A NEW, but old world, a sudden vision of the Orient, rose on the sight, when we reached the city of Cordova. Never did I enter a city that filled me with a deeper sense of the transient, temporal, and fleeting nature of all things material. It is not in ruins. It shows no tokens of decay to the coming traveller. A cleaner city is not in the world. It was the first city in Europe whose streets were paved, and the traditional habits of the people are so well preserved, that although it was a thousand years ago (in 850, under Abdurhaman) that this work was done, it has been done again and again, and the stones in the streets are kept as clean as the floor of a house. The Guadalquiver flows gently by the side of it, and under the shade-trees planted on its banks the idle and the fashionable have their favorite lounge and promenade. The bridge over this widely famed river was first built by Octavius Cæsar and rebuilt by the Moors. Standing on sixteen arches, it is a striking monument of two departed dynasties and forms of civilization. The city itself was great before Christ came into the world, and Julius Cæsar writes of it as it was in his day, when his armies swept over Spain. In the civil wars of Rome, Cordova declared for Pompey, and then Cæsar put 28,000 of its inhabitants to the sword.

After the Moors came over from Africa, and, in the battle of Guadalete, struck down the power of the Goths, this city was governed by the Caliph of Damascus, until it became independent and the capital of Moorish Spain. Then began its career of glory. In the tenth century it had 300,000 inhabitants (now 40,000), and for these devout and cleanly and hospitable and learned Mussulmans there were six hundred mosques, and nine hundred baths, and six hundred inns, and eight hundred schools, and a library of 600,000 volumes.
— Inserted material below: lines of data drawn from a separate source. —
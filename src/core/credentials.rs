//! Upstream API credentials.
//!
//! The key is read on every connect through a lock-free snapshot; replacing it
//! goes through [`CredentialStore::rotate`] only.

use arc_swap::ArcSwap;
use std::fmt;
use std::sync::Arc;
use tracing::info;
use zeroize::{Zeroize, ZeroizeOnDrop};

use crate::config::ConfigError;

/// Secret API key, wiped from memory on drop.
#[derive(Clone, Zeroize, ZeroizeOnDrop)]
pub struct ApiKey(String);

impl ApiKey {
    pub fn new(key: impl Into<String>) -> Self {
        Self(key.into())
    }

    /// Raw key, for building request headers only
    pub fn expose(&self) -> &str {
        &self.0
    }
}

impl fmt::Debug for ApiKey {
    fn fmt(&self, f: &mut fmt::Formatter<'_>) -> fmt::Result {
        f.write_str("ApiKey([REDACTED])")
    }
}

/// Process-wide credential holder shared by all sessions.
#[derive(Debug)]
pub struct CredentialStore {
    api_key: ArcSwap<ApiKey>,
}

impl CredentialStore {
    pub fn new(api_key: ApiKey) -> Self {
        Self {
            api_key: ArcSwap::from_pointee(api_key),
        }
    }

    /// Current key. Sessions already connected keep the key they used.
    pub fn api_key(&self) -> Arc<ApiKey> {
        self.api_key.load_full()
    }

    /// Replace the key for subsequent connections.
    pub fn rotate(&self, api_key: ApiKey) -> Result<(), ConfigError> {
        if api_key.expose().trim().is_empty() {
            return Err(ConfigError::Missing("OPENAI_API_KEY"));
        }
        self.api_key.store(Arc::new(api_key));
        info!("Upstream API key rotated");
        Ok(())
    }
}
Outside of the city the people had gone in crowds to a rural fête. Men, women, and children, old and young, rich and poor, on foot, on horse, on mules or donkeys, and in carriages,—any way to go,—all had gone to have a jolly time in the country, as the custom is in Spain. It was a gay sight, but rising among the grounds were scattered here and there the remnants of ancient buildings, broken columns, fragments of capitals, and blocks of stone, that lay there silently speaking of departed glory. For here once stood the fairy palace of the Moorish Abdurhama, which that prince built for his favorite sultana, whose name it bore, and whose statue stood above the principal gate. The whole palace was of marbles and precious stones, adorned with the florid architecture which the genius of the East would invent. More than four thousand marble columns did this luxurious monarch bring from France and Italy and Africa to adorn his halls. And when he had spent more than fifty millions of pounds sterling upon it, he brought into his harem four thousand and three hundred women! Guarded by twelve thousand valiant men, he gave himself up to the pleasures of “the life that now is.” The city of Cordova was the city for such a king!
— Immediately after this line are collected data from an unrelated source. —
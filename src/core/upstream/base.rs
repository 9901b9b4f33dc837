//! Base traits and types for upstream realtime providers.
//!
//! The session bridge never talks to a vendor directly. It issues abstract
//! [`UpstreamOp`]s and consumes decoded [`UpstreamEvent`]s; a provider supplies
//! the [`UpstreamCodec`] that maps those onto its wire protocol and the
//! [`UpstreamConnector`] that opens the streaming link.
//!
//! Only the handful of event kinds the bridge must act on are modeled. Every
//! other payload decodes to [`UpstreamEvent::Opaque`] and is relayed verbatim.

use async_trait::async_trait;
use bytes::Bytes;
use serde::{Deserialize, Serialize};
use serde_json::{Map, Value};
use std::sync::Arc;
use thiserror::Error;
use tokio::sync::mpsc;

use crate::core::tools::ToolDefinition;

/// JSON object used for session and response configuration payloads.
pub type JsonObject = Map<String, Value>;

// =============================================================================
// Error Types
// =============================================================================

/// Errors that can occur on an upstream link.
#[derive(Debug, Clone, PartialEq, Error)]
pub enum UpstreamError {
    /// Connection to the provider failed
    #[error("Connection failed: {0}")]
    ConnectionFailed(String),

    /// Authentication failed
    #[error("Authentication failed: {0}")]
    AuthenticationFailed(String),

    /// WebSocket error
    #[error("WebSocket error: {0}")]
    WebSocketError(String),

    /// Serialization error
    #[error("Serialization error: {0}")]
    SerializationError(String),

    /// The link was closed by the provider
    #[error("Connection closed: {0}")]
    Closed(String),

    /// Not connected
    #[error("Not connected")]
    NotConnected,
}

/// Result type for upstream operations.
pub type UpstreamResult<T> = Result<T, UpstreamError>;

impl From<serde_json::Error> for UpstreamError {
    fn from(err: serde_json::Error) -> Self {
        UpstreamError::SerializationError(err.to_string())
    }
}

// =============================================================================
// Operations (bridge -> upstream)
// =============================================================================

/// Provider-neutral operations the bridge sends upstream.
#[derive(Debug, Clone, PartialEq)]
pub enum UpstreamOp {
    /// Merge the given keys into the live upstream session configuration
    UpdateSession(JsonObject),
    /// Append one chunk of raw input audio
    AppendAudio(Bytes),
    /// Commit the pending input audio as a user turn
    CommitInput,
    /// Discard not-yet-committed input audio
    ClearInput,
    /// Request a generation with the given response parameters
    CreateResponse(JsonObject),
    /// Cancel the in-flight generation
    CancelResponse,
    /// Add a tool result to the upstream conversation
    InjectToolResult {
        /// Call the result answers
        call_id: String,
        /// JSON-encoded tool output
        output: String,
    },
}

// =============================================================================
// Events (upstream -> bridge)
// =============================================================================

/// How a transcript fragment combines with the buffered text.
#[derive(Debug, Clone, Copy, PartialEq, Eq)]
pub enum FragmentMode {
    /// Fragment is a delta appended to the buffer
    Append,
    /// Fragment carries the full text so far
    Replace,
}

/// A piece of user speech transcription.
#[derive(Debug, Clone, PartialEq)]
pub struct TranscriptFragment {
    /// Fragment text
    pub text: String,
    /// Delta or cumulative
    pub mode: FragmentMode,
    /// Set when the provider marks the utterance as complete
    pub is_final: bool,
    /// Provider id of the utterance, when it has one
    pub utterance: Option<String>,
}

impl TranscriptFragment {
    /// Cumulative partial transcript.
    pub fn partial(text: impl Into<String>) -> Self {
        Self {
            text: text.into(),
            mode: FragmentMode::Replace,
            is_final: false,
            utterance: None,
        }
    }

    /// Incremental transcript delta.
    pub fn delta(text: impl Into<String>) -> Self {
        Self {
            text: text.into(),
            mode: FragmentMode::Append,
            is_final: false,
            utterance: None,
        }
    }

    /// Final transcript for the utterance.
    pub fn final_text(text: impl Into<String>) -> Self {
        Self {
            text: text.into(),
            mode: FragmentMode::Replace,
            is_final: true,
            utterance: None,
        }
    }

    /// Attach the provider's utterance id.
    pub fn with_utterance(mut self, id: impl Into<String>) -> Self {
        self.utterance = Some(id.into());
        self
    }
}

/// Decoded upstream event. Anything the bridge does not act on is `Opaque`.
#[derive(Debug, Clone, PartialEq)]
pub enum UpstreamEvent {
    /// Provider acknowledged the session
    SessionCreated { id: String },
    /// User speech transcription
    Transcript(TranscriptFragment),
    /// Generation started
    ResponseCreated { response_id: String },
    /// Generation finished (completed, cancelled, failed...)
    ResponseDone {
        response_id: String,
        status: Option<String>,
    },
    /// Completed assistant text or audio transcript
    AssistantText { text: String },
    /// Chunk of synthesized audio
    AudioDelta { response_id: String },
    /// End of synthesized audio for a response
    AudioDone { response_id: String },
    /// Model announced a function call
    FunctionCallAnnounced { call_id: String, name: String },
    /// Streamed argument fragment
    FunctionCallArgumentsDelta { call_id: String, delta: String },
    /// Argument stream complete
    FunctionCallArgumentsDone {
        call_id: String,
        /// Some providers repeat the name here
        name: Option<String>,
        arguments: String,
    },
    /// Protocol-level error reported by the provider
    Error { message: String },
    /// Anything else; relayed untouched
    Opaque,
}

/// Raw traffic from an upstream link.
#[derive(Debug, Clone, PartialEq)]
pub enum UpstreamMessage {
    /// JSON text frame
    Text(String),
    /// Provider closed the link
    Closed(Option<String>),
    /// Transport failure
    Failed(String),
}

// =============================================================================
// Session defaults
// =============================================================================

/// Server-side voice activity detection parameters.
#[derive(Debug, Clone, Copy, PartialEq, Serialize, Deserialize)]
pub struct TurnDetectionSettings {
    /// Activation threshold (0.0 to 1.0)
    pub threshold: f32,
    /// Audio kept before detected speech (ms)
    pub prefix_padding_ms: u32,
    /// Silence that ends a turn (ms)
    pub silence_duration_ms: u32,
}

impl Default for TurnDetectionSettings {
    fn default() -> Self {
        Self {
            threshold: 0.5,
            prefix_padding_ms: 300,
            silence_duration_ms: 500,
        }
    }
}

/// Provider-neutral defaults for a new session.
#[derive(Debug, Clone, Default)]
pub struct SessionDefaults {
    pub instructions: Option<String>,
    pub voice: String,
    pub modalities: Vec<String>,
    pub input_audio_format: String,
    pub output_audio_format: String,
    pub transcription_model: String,
    /// `None` disables automatic turn detection (client sends `commit`)
    pub turn_detection: Option<TurnDetectionSettings>,
    pub tools: Vec<ToolDefinition>,
}

// =============================================================================
// Link and traits
// =============================================================================

/// An open streaming connection to a provider.
///
/// Dropping `outbound` asks the link task to close the socket.
#[derive(Debug)]
pub struct UpstreamLink {
    /// Encoded frames to send
    pub outbound: mpsc::Sender<String>,
    /// Frames and lifecycle notifications from the provider
    pub inbound: mpsc::Receiver<UpstreamMessage>,
}

impl UpstreamLink {
    /// Build a link from its two channel halves.
    pub fn new(outbound: mpsc::Sender<String>, inbound: mpsc::Receiver<UpstreamMessage>) -> Self {
        Self { outbound, inbound }
    }
}

/// Maps provider-neutral operations and events onto a vendor wire protocol.
pub trait UpstreamCodec: Send + Sync {
    /// Encode an operation as a text frame.
    fn encode(&self, op: &UpstreamOp) -> UpstreamResult<String>;

    /// Classify a parsed frame. Unknown or malformed frames are `Opaque`.
    fn decode(&self, frame: &Value) -> UpstreamEvent;

    /// Initial session configuration sent once the link opens.
    fn session_config(&self, defaults: &SessionDefaults) -> JsonObject;

    /// Deterministic defaults for every generation request.
    fn response_defaults(&self, defaults: &SessionDefaults) -> JsonObject;
}

/// Opens upstream links.
#[async_trait]
pub trait UpstreamConnector: Send + Sync {
    /// Provider name, for logging
    fn provider(&self) -> &'static str;

    /// Wire codec for links opened by this connector
    fn codec(&self) -> Arc<dyn UpstreamCodec>;

    /// Open a new link. No retries are attempted.
    async fn connect(&self) -> UpstreamResult<UpstreamLink>;
}

#[cfg(test)]
mod tests {
    use super::*;

    #[test]
    fn test_error_display() {
        let err = UpstreamError::ConnectionFailed("refused".to_string());
        assert!(err.to_string().contains("Connection failed"));

        let err = UpstreamError::NotConnected;
        assert_eq!(err.to_string(), "Not connected");
    }

    #[test]
    fn test_fragment_constructors() {
        let partial = TranscriptFragment::partial("hel");
        assert_eq!(partial.mode, FragmentMode::Replace);
        assert!(!partial.is_final);

        let delta = TranscriptFragment::delta(" there");
        assert_eq!(delta.mode, FragmentMode::Append);

        let done = TranscriptFragment::final_text("hello there");
        assert!(done.is_final);
    }

    #[test]
    fn test_default_turn_detection() {
        let td = TurnDetectionSettings::default();
        assert_eq!(td.threshold, 0.5);
        assert_eq!(td.silence_duration_ms, 500);
    }
}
It is Moorish, Oriental, languid, voluptuous, in its decay. Walking along its quiet, almost noiseless streets, we looked in upon the courts that form the central patio around the four sides of which the house is built. In the midst, a fountain springs, and the water falls back into a marble basin. Around it shrubs with blooming flowers fill the air with fragrance and beauty. In some of them evergreen trees, of unknown age, are growing, and these have been trained so curiously, as to produce surprising effects. Planted at the four corners of a square, their tops are brought over to meet each other, the branches are joined, the redundant leaves and twigs being pruned away, they grow together, the whole four, like one tree of arch over arch, a perpetually verdant bower. The windows of the dwelling look down into this court; and in them, or on its marble pavements in the heat of the day, the women sit with their needle-work, enjoying the fragrant shade and the music of the falling water. The gardens abound in oranges, lemons, and limes, hanging over the walls in clusters of extraordinary size.